Problem requirements » Reproduce each line of the entries that carries "length".

** Records for this exercise follows **

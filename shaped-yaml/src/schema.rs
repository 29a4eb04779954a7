//! Schemas describing the shape of loaded data
//!
//! A schema is a tree of [`SchemaNode`]s.  Each node says what kind of YAML
//! value is expected, how many bytes the bound value occupies, and how it is
//! constrained.  Mappings list their fields as [`FieldSchema`]s which say at
//! which byte offset of the owning record each value lives.
//!
//! Schemas are checked once, when wrapped in a [`Schema`].  Loading and
//! saving only ever see checked schemas.
//!
//! ```
//! use shaped_yaml::{FieldSchema, NodeFlags, Schema, SchemaNode};
//!
//! let person = SchemaNode::mapping(
//!     16,
//!     vec![
//!         FieldSchema::new("name", 0, SchemaNode::string(1, 10)),
//!         FieldSchema::new("age", 8, SchemaNode::uint(4).with_flags(NodeFlags::OPTIONAL)),
//!     ],
//! )
//! .with_flags(NodeFlags::POINTER);
//! let schema = Schema::new(person).unwrap();
//! assert_eq!(schema.root().data_size(), 16);
//! ```

use std::collections::HashSet;
use std::ops::{BitOr, BitOrAssign};
use std::sync::Arc;

use crate::error::{Error, ErrorKind};

/// Bytes a pointer slot occupies in its owning record
pub const POINTER_SIZE: usize = std::mem::size_of::<usize>();

/// Maximum count meaning "no upper bound"
pub const UNLIMITED: usize = usize::MAX;

const OPTIONAL_BIT: u32 = 1 << 0;
const POINTER_BIT: u32 = 1 << 1;
const NULL_BIT: u32 = 1 << 2;
const NULL_STR_BIT: u32 = 1 << 3;
const STRICT_BIT: u32 = 1 << 4;
const BLOCK_BIT: u32 = 1 << 5;
const FLOW_BIT: u32 = 1 << 6;
const CASE_SENSITIVE_BIT: u32 = 1 << 7;
const CASE_INSENSITIVE_BIT: u32 = 1 << 8;

/// Behaviour flags attached to a schema node
///
/// The nullable flags are compositions: [`NodeFlags::NULLABLE_STRING`]
/// includes [`NodeFlags::NULLABLE`], which includes [`NodeFlags::POINTER`].
///
/// ```
/// # use shaped_yaml::NodeFlags;
/// let flags = NodeFlags::NULLABLE_STRING | NodeFlags::OPTIONAL;
/// assert!(flags.contains(NodeFlags::POINTER));
/// assert!(flags.contains(NodeFlags::NULLABLE));
/// assert!(!NodeFlags::POINTER.contains(NodeFlags::NULLABLE));
/// ```
#[repr(transparent)]
#[derive(Debug, Clone, Copy, PartialEq, Eq, Hash, Default)]
pub struct NodeFlags {
    bits: u32,
}

impl NodeFlags {
    /// The field may be absent from a mapping
    pub const OPTIONAL: NodeFlags = NodeFlags { bits: OPTIONAL_BIT };
    /// The value is allocated and referenced from its slot
    pub const POINTER: NodeFlags = NodeFlags { bits: POINTER_BIT };
    /// An empty scalar loads as a null reference
    pub const NULLABLE: NodeFlags = Self::POINTER.union(NodeFlags { bits: NULL_BIT });
    /// As [`NodeFlags::NULLABLE`], and `null`, `Null`, `NULL` and `~` are null too
    pub const NULLABLE_STRING: NodeFlags = Self::NULLABLE.union(NodeFlags { bits: NULL_STR_BIT });
    /// Only symbolic names are accepted for enums and flags
    pub const STRICT: NodeFlags = NodeFlags { bits: STRICT_BIT };
    /// Emit this collection in block style
    pub const BLOCK_STYLE: NodeFlags = NodeFlags { bits: BLOCK_BIT };
    /// Emit this collection in flow style
    pub const FLOW_STYLE: NodeFlags = NodeFlags { bits: FLOW_BIT };
    /// Compare keys and names exactly
    pub const CASE_SENSITIVE: NodeFlags = NodeFlags {
        bits: CASE_SENSITIVE_BIT,
    };
    /// Compare keys and names ignoring ASCII case; wins over `CASE_SENSITIVE`
    pub const CASE_INSENSITIVE: NodeFlags = NodeFlags {
        bits: CASE_INSENSITIVE_BIT,
    };

    /// No flags at all
    #[must_use]
    pub const fn empty() -> Self {
        NodeFlags { bits: 0 }
    }

    /// The raw bits
    #[must_use]
    pub const fn bits(self) -> u32 {
        self.bits
    }

    /// The flags present in either set
    #[must_use]
    pub const fn union(self, other: NodeFlags) -> Self {
        NodeFlags {
            bits: self.bits | other.bits,
        }
    }

    /// Whether every flag of `other` is present
    #[must_use]
    pub const fn contains(self, other: NodeFlags) -> bool {
        (self.bits & other.bits) == other.bits
    }

    /// Add the flags of `other`
    pub fn insert(&mut self, other: NodeFlags) {
        self.bits |= other.bits;
    }

    /// Whether no flag is set
    #[must_use]
    pub const fn is_empty(self) -> bool {
        self.bits == 0
    }
}

impl BitOr for NodeFlags {
    type Output = NodeFlags;

    fn bitor(self, rhs: NodeFlags) -> NodeFlags {
        self.union(rhs)
    }
}

impl BitOrAssign for NodeFlags {
    fn bitor_assign(&mut self, rhs: NodeFlags) {
        self.insert(rhs);
    }
}

/// A symbolic name for an enum value
#[derive(Clone, Debug, PartialEq, Eq)]
pub struct EnumValue {
    /// The name as written in YAML
    pub name: String,
    /// The signed value stored
    pub value: i64,
}

/// A symbolic name for a flag value
#[derive(Clone, Debug, PartialEq, Eq)]
pub struct FlagValue {
    /// The name as written in YAML
    pub name: String,
    /// The bits this name sets
    pub value: u64,
}

/// A named run of bits within a bitfield
#[derive(Clone, Debug, PartialEq, Eq)]
pub struct BitDef {
    /// The key used in YAML
    pub name: String,
    /// Index of the least significant bit
    pub offset: u32,
    /// Number of bits
    pub width: u32,
}

impl BitDef {
    /// The largest value this run of bits can hold
    pub fn max_value(&self) -> u64 {
        if self.width >= 64 {
            u64::MAX
        } else {
            (1u64 << self.width) - 1
        }
    }
}

/// Entry schema and bounds of a sequence
#[derive(Clone, Debug, PartialEq)]
pub struct SequenceSchema {
    entry: Box<SchemaNode>,
    min: usize,
    max: usize,
}

impl SequenceSchema {
    /// The schema of every entry
    pub fn entry(&self) -> &SchemaNode {
        &self.entry
    }

    /// Fewest entries permitted
    pub fn min(&self) -> usize {
        self.min
    }

    /// Most entries permitted, [`UNLIMITED`] for no limit
    pub fn max(&self) -> usize {
        self.max
    }

    /// Bytes between consecutive entries
    pub fn stride(&self) -> usize {
        self.entry.slot_size()
    }
}

/// What kind of value a node expects, with its kind specific details
#[derive(Clone, Debug, PartialEq)]
pub enum Kind {
    /// A signed integer
    Int,
    /// An unsigned integer
    Uint,
    /// A boolean
    Bool,
    /// An IEEE float of 4 or 8 bytes
    Float,
    /// A string with byte length bounds
    String {
        /// Shortest permitted byte length
        min: usize,
        /// Longest permitted byte length
        max: usize,
    },
    /// One of a set of names, stored as a signed integer
    Enum(Vec<EnumValue>),
    /// A sequence of names, stored as the OR of their values
    Flags(Vec<FlagValue>),
    /// A mapping onto fields of a record
    Mapping(Vec<FieldSchema>),
    /// A mapping of names to small unsigned values packed in one integer
    Bitfield(Vec<BitDef>),
    /// A sequence with a variable entry count
    Sequence(SequenceSchema),
    /// A sequence with exactly `min` entries
    SequenceFixed(SequenceSchema),
    /// Any value, consumed and discarded
    Ignore,
}

impl Kind {
    /// A short name for the kind, for diagnostics
    pub fn name(&self) -> &'static str {
        match self {
            Kind::Int => "int",
            Kind::Uint => "uint",
            Kind::Bool => "bool",
            Kind::Float => "float",
            Kind::String { .. } => "string",
            Kind::Enum(_) => "enum",
            Kind::Flags(_) => "flags",
            Kind::Mapping(_) => "mapping",
            Kind::Bitfield(_) => "bitfield",
            Kind::Sequence(_) => "sequence",
            Kind::SequenceFixed(_) => "fixed sequence",
            Kind::Ignore => "ignore",
        }
    }
}

/// One node of a schema
#[derive(Clone, Debug, PartialEq)]
pub struct SchemaNode {
    kind: Kind,
    flags: NodeFlags,
    data_size: usize,
}

impl SchemaNode {
    fn new(kind: Kind, data_size: usize) -> Self {
        Self {
            kind,
            flags: NodeFlags::empty(),
            data_size,
        }
    }

    /// A signed integer of `size` bytes
    pub fn int(size: usize) -> Self {
        Self::new(Kind::Int, size)
    }

    /// An unsigned integer of `size` bytes
    pub fn uint(size: usize) -> Self {
        Self::new(Kind::Uint, size)
    }

    /// A boolean stored in `size` bytes
    pub fn boolean(size: usize) -> Self {
        Self::new(Kind::Bool, size)
    }

    /// A float of `size` bytes, 4 or 8
    pub fn float(size: usize) -> Self {
        Self::new(Kind::Float, size)
    }

    /// An allocated string of `min..=max` bytes
    pub fn string(min: usize, max: usize) -> Self {
        Self::new(Kind::String { min, max }, 0).with_flags(NodeFlags::POINTER)
    }

    /// A NUL terminated string stored inline in `size` bytes
    ///
    /// `size` must leave room for the terminator after `max` bytes.
    pub fn inline_string(size: usize, min: usize, max: usize) -> Self {
        Self::new(Kind::String { min, max }, size)
    }

    /// An enum stored as a signed integer of `size` bytes
    ///
    /// ```
    /// # use shaped_yaml::SchemaNode;
    /// let colour = SchemaNode::enumeration(4, [("red", 0), ("green", 1), ("blue", 2)]);
    /// assert_eq!(colour.kind().name(), "enum");
    /// ```
    pub fn enumeration<I, S>(size: usize, values: I) -> Self
    where
        I: IntoIterator<Item = (S, i64)>,
        S: Into<String>,
    {
        let values = values
            .into_iter()
            .map(|(name, value)| EnumValue {
                name: name.into(),
                value,
            })
            .collect();
        Self::new(Kind::Enum(values), size)
    }

    /// A set of flags stored as an unsigned integer of `size` bytes
    pub fn flags<I, S>(size: usize, values: I) -> Self
    where
        I: IntoIterator<Item = (S, u64)>,
        S: Into<String>,
    {
        let values = values
            .into_iter()
            .map(|(name, value)| FlagValue {
                name: name.into(),
                value,
            })
            .collect();
        Self::new(Kind::Flags(values), size)
    }

    /// A mapping onto a record of `size` bytes
    pub fn mapping(size: usize, fields: Vec<FieldSchema>) -> Self {
        Self::new(Kind::Mapping(fields), size)
    }

    /// A bitfield packed into an unsigned integer of `size` bytes
    ///
    /// Each definition is `(name, bit offset, bit width)`.
    pub fn bitfield<I, S>(size: usize, bits: I) -> Self
    where
        I: IntoIterator<Item = (S, u32, u32)>,
        S: Into<String>,
    {
        let bits = bits
            .into_iter()
            .map(|(name, offset, width)| BitDef {
                name: name.into(),
                offset,
                width,
            })
            .collect();
        Self::new(Kind::Bitfield(bits), size)
    }

    /// A sequence of `min..=max` entries, always allocated
    pub fn sequence(entry: SchemaNode, min: usize, max: usize) -> Self {
        let stride = entry.slot_size();
        Self::new(
            Kind::Sequence(SequenceSchema {
                entry: Box::new(entry),
                min,
                max,
            }),
            stride,
        )
        .with_flags(NodeFlags::POINTER)
    }

    /// A sequence of exactly `count` entries, stored inline unless
    /// [`NodeFlags::POINTER`] is added
    pub fn sequence_fixed(entry: SchemaNode, count: usize) -> Self {
        Self::sequence_fixed_bounds(entry, count, count)
    }

    /// A fixed sequence given explicit bounds
    ///
    /// Registration rejects bounds which differ; this exists so schemas
    /// assembled from external descriptions can be checked rather than
    /// silently corrected.
    pub fn sequence_fixed_bounds(entry: SchemaNode, min: usize, max: usize) -> Self {
        let size = entry.slot_size().saturating_mul(max);
        Self::new(
            Kind::SequenceFixed(SequenceSchema {
                entry: Box::new(entry),
                min,
                max,
            }),
            size,
        )
    }

    /// Any value, skipped on load and never saved
    pub fn ignore() -> Self {
        Self::new(Kind::Ignore, 0)
    }

    /// Add flags to this node
    #[must_use]
    pub fn with_flags(mut self, flags: NodeFlags) -> Self {
        self.flags.insert(flags);
        self
    }

    /// What this node expects
    pub fn kind(&self) -> &Kind {
        &self.kind
    }

    /// The node's flags
    pub fn node_flags(&self) -> NodeFlags {
        self.flags
    }

    /// Bytes occupied by the value itself
    pub fn data_size(&self) -> usize {
        self.data_size
    }

    /// Bytes this node occupies in the record which holds it
    pub fn slot_size(&self) -> usize {
        if self.is_pointer() {
            POINTER_SIZE
        } else {
            self.data_size
        }
    }

    /// Whether the value is allocated and referenced from its slot
    pub fn is_pointer(&self) -> bool {
        self.flags.contains(NodeFlags::POINTER)
    }

    /// Whether the value may be absent from its mapping
    pub fn is_optional(&self) -> bool {
        self.flags.contains(NodeFlags::OPTIONAL)
    }

    /// Whether an empty scalar loads as null
    pub fn is_nullable(&self) -> bool {
        self.flags.contains(NodeFlags::NULLABLE)
    }

    /// Whether the null spellings load as null
    pub fn is_nullable_string(&self) -> bool {
        self.flags.contains(NodeFlags::NULLABLE_STRING)
    }

    /// Whether only symbolic names are accepted
    pub fn is_strict(&self) -> bool {
        self.flags.contains(NodeFlags::STRICT)
    }
}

** End of Records for this exercise **

Answer to this exercise »
    /// A string with byte length bounds
        /// Shortest permitted byte length
        /// Longest permitted byte length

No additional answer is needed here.